**Supplied information**

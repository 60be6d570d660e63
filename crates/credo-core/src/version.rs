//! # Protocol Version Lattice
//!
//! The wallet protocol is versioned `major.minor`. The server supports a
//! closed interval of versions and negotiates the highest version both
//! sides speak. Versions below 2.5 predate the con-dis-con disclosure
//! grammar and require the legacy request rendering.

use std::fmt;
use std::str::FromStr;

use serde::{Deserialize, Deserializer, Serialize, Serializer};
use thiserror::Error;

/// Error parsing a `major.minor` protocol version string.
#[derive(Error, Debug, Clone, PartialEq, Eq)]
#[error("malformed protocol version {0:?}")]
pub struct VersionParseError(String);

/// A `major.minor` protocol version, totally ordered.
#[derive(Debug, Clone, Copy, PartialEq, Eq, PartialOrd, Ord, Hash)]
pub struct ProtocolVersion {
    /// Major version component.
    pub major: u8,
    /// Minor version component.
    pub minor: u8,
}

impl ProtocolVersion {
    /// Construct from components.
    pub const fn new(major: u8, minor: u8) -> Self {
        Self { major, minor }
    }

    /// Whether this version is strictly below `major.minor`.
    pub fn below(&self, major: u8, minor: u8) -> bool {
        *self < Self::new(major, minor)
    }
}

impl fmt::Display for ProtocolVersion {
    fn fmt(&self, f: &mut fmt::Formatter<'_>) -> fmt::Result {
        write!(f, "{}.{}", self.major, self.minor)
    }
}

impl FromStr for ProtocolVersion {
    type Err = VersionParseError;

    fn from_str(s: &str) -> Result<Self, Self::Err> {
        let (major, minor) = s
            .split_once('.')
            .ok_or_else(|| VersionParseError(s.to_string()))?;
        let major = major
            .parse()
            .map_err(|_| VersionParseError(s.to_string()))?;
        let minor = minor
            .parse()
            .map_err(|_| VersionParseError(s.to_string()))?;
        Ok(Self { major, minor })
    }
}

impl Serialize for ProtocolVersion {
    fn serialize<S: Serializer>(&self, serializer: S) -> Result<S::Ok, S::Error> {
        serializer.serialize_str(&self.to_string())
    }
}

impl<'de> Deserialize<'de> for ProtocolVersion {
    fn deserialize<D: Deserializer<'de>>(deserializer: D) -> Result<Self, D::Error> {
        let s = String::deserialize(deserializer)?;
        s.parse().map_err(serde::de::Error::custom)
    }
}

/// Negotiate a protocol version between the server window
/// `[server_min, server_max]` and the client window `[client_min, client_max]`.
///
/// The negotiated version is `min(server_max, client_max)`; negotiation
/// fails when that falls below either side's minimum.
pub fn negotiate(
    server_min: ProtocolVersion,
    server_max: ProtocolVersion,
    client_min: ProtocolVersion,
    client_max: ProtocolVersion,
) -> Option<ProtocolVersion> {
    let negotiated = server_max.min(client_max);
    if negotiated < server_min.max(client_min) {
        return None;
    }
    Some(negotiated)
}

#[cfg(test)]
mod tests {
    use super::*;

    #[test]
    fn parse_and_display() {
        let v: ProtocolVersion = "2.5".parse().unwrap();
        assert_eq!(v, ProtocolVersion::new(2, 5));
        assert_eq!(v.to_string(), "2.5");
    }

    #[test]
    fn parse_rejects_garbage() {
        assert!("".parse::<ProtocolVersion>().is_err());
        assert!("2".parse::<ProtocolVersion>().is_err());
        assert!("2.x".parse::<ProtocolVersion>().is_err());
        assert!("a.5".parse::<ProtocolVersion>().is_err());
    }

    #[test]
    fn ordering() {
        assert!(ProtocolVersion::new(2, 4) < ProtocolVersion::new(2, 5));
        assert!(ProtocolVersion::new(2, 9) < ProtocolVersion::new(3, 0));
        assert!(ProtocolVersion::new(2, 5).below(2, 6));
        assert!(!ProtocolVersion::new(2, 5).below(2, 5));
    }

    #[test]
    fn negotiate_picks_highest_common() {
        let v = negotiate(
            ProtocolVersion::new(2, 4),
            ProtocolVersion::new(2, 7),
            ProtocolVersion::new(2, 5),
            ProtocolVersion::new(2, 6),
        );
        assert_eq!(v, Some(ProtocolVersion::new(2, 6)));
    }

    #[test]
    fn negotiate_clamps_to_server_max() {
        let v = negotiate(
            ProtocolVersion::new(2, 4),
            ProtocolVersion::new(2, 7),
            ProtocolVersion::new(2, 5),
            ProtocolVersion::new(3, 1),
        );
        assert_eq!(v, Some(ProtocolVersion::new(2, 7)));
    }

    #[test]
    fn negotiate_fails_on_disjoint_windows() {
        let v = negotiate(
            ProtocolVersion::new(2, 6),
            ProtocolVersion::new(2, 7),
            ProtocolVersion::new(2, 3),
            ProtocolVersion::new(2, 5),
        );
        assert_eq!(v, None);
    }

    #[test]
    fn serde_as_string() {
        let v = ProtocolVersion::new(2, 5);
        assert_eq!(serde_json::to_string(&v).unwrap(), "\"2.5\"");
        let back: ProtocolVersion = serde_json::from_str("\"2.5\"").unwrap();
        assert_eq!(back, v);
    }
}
==
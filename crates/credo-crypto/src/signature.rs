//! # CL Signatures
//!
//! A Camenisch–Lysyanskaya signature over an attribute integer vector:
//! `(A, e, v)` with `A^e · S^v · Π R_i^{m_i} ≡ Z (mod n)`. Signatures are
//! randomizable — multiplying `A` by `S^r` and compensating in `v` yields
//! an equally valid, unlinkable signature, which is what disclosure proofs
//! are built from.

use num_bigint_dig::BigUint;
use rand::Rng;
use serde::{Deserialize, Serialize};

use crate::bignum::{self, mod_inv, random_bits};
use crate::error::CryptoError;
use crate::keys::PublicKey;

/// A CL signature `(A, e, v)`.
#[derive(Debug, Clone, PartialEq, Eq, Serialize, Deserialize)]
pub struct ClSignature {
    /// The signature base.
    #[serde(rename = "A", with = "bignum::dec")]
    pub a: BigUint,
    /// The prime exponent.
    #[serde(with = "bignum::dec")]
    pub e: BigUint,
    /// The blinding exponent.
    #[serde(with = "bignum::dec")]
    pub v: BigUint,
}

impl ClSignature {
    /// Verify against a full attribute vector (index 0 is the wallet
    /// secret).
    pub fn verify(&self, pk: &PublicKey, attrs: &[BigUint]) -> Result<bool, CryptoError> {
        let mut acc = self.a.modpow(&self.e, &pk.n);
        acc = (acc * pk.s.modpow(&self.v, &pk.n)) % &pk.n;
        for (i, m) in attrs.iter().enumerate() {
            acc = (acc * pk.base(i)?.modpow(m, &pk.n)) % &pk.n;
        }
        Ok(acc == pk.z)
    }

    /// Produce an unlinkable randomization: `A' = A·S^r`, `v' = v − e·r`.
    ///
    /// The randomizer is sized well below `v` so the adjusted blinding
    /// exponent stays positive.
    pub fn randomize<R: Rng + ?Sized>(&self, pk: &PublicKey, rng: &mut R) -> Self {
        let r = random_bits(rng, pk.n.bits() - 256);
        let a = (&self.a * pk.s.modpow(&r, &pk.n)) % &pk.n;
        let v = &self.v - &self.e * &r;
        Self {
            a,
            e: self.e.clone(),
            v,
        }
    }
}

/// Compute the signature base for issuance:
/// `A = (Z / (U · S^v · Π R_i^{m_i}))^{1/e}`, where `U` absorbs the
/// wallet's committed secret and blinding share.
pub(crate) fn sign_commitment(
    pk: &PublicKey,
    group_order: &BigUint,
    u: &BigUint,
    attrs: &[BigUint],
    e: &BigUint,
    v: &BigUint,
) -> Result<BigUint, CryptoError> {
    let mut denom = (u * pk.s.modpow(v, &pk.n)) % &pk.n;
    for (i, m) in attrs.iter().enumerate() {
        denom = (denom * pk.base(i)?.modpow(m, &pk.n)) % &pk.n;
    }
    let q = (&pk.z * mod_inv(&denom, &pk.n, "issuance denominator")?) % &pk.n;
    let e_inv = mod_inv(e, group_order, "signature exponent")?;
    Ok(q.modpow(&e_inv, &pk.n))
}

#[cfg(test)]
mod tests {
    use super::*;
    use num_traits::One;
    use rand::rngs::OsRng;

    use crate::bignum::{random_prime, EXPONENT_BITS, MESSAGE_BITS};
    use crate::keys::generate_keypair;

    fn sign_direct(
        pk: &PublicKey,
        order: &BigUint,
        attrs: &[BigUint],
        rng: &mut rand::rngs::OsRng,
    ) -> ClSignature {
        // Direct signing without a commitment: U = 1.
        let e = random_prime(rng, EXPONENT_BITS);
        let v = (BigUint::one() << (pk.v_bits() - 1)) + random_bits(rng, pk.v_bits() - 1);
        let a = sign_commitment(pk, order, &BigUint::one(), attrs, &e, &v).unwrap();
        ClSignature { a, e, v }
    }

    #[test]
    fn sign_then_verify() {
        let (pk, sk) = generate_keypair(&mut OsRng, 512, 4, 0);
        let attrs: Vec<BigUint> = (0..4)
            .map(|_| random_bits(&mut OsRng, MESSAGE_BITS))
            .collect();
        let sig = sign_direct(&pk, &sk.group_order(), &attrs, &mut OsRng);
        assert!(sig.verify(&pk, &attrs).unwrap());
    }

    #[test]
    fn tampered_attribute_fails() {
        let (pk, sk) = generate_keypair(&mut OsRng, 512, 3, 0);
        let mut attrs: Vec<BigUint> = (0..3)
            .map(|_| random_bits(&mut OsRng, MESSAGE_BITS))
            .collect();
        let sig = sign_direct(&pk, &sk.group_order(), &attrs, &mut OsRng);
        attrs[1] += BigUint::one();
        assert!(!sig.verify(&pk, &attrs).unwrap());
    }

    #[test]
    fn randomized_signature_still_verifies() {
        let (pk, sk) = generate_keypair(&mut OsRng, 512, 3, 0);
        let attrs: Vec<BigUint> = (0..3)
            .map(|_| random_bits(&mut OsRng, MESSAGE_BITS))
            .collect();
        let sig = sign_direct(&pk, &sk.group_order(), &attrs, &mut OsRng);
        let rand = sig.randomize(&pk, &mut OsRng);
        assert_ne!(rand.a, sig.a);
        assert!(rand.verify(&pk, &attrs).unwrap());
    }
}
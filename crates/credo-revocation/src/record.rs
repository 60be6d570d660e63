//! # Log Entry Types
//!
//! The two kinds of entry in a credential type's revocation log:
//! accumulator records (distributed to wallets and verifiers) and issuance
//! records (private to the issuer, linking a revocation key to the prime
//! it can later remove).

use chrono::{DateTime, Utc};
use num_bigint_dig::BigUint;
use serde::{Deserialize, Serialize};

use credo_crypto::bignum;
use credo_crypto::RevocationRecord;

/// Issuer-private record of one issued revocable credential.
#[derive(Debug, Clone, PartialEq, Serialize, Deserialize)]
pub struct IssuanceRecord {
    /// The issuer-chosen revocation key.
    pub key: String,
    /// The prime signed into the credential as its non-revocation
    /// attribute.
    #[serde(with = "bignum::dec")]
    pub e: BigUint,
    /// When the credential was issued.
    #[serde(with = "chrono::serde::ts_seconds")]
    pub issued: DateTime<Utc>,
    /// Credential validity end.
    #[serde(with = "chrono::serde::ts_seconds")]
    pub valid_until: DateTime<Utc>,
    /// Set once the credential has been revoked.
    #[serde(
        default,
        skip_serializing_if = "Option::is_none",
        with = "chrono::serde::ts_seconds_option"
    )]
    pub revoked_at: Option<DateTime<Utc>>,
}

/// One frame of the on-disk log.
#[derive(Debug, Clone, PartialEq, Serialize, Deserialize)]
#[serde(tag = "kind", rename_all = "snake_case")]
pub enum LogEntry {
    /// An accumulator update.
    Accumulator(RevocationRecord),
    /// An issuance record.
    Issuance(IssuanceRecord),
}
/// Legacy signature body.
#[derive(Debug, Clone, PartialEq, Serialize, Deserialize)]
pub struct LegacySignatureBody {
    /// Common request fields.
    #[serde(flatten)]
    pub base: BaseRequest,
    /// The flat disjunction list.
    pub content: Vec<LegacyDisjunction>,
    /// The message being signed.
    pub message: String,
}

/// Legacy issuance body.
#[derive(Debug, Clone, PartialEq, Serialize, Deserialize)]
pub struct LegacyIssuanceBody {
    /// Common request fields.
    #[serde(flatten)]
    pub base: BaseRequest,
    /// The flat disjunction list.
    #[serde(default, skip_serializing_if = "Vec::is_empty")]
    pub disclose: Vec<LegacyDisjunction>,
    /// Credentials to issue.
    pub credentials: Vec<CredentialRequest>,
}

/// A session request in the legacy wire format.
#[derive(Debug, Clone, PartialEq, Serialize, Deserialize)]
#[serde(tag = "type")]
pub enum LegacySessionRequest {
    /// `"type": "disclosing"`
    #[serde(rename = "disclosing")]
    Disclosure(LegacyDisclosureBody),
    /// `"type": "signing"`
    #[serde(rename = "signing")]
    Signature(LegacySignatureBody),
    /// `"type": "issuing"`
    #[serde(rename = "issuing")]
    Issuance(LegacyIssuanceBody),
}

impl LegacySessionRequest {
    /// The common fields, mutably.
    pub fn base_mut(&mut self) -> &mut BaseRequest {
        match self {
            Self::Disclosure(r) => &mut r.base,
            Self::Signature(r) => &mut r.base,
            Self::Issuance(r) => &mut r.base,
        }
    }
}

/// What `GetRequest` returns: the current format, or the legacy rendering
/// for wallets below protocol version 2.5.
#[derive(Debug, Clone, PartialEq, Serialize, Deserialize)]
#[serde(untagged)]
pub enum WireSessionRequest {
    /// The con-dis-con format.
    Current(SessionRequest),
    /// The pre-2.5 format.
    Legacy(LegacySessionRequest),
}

**Assignment**
All lines above between those holding "to the prime" and "pub struct IssuanceRecord", inclusive, must be set down unchanged, and no other line may be included.

**Task result**
//! records (private to the issuer, linking a revocation key to the prime
//! it can later remove).

use chrono::{DateTime, Utc};
use num_bigint_dig::BigUint;
use serde::{Deserialize, Serialize};

use credo_crypto::bignum;
use credo_crypto::RevocationRecord;

/// Issuer-private record of one issued revocable credential.
#[derive(Debug, Clone, PartialEq, Serialize, Deserialize)]
pub struct IssuanceRecord {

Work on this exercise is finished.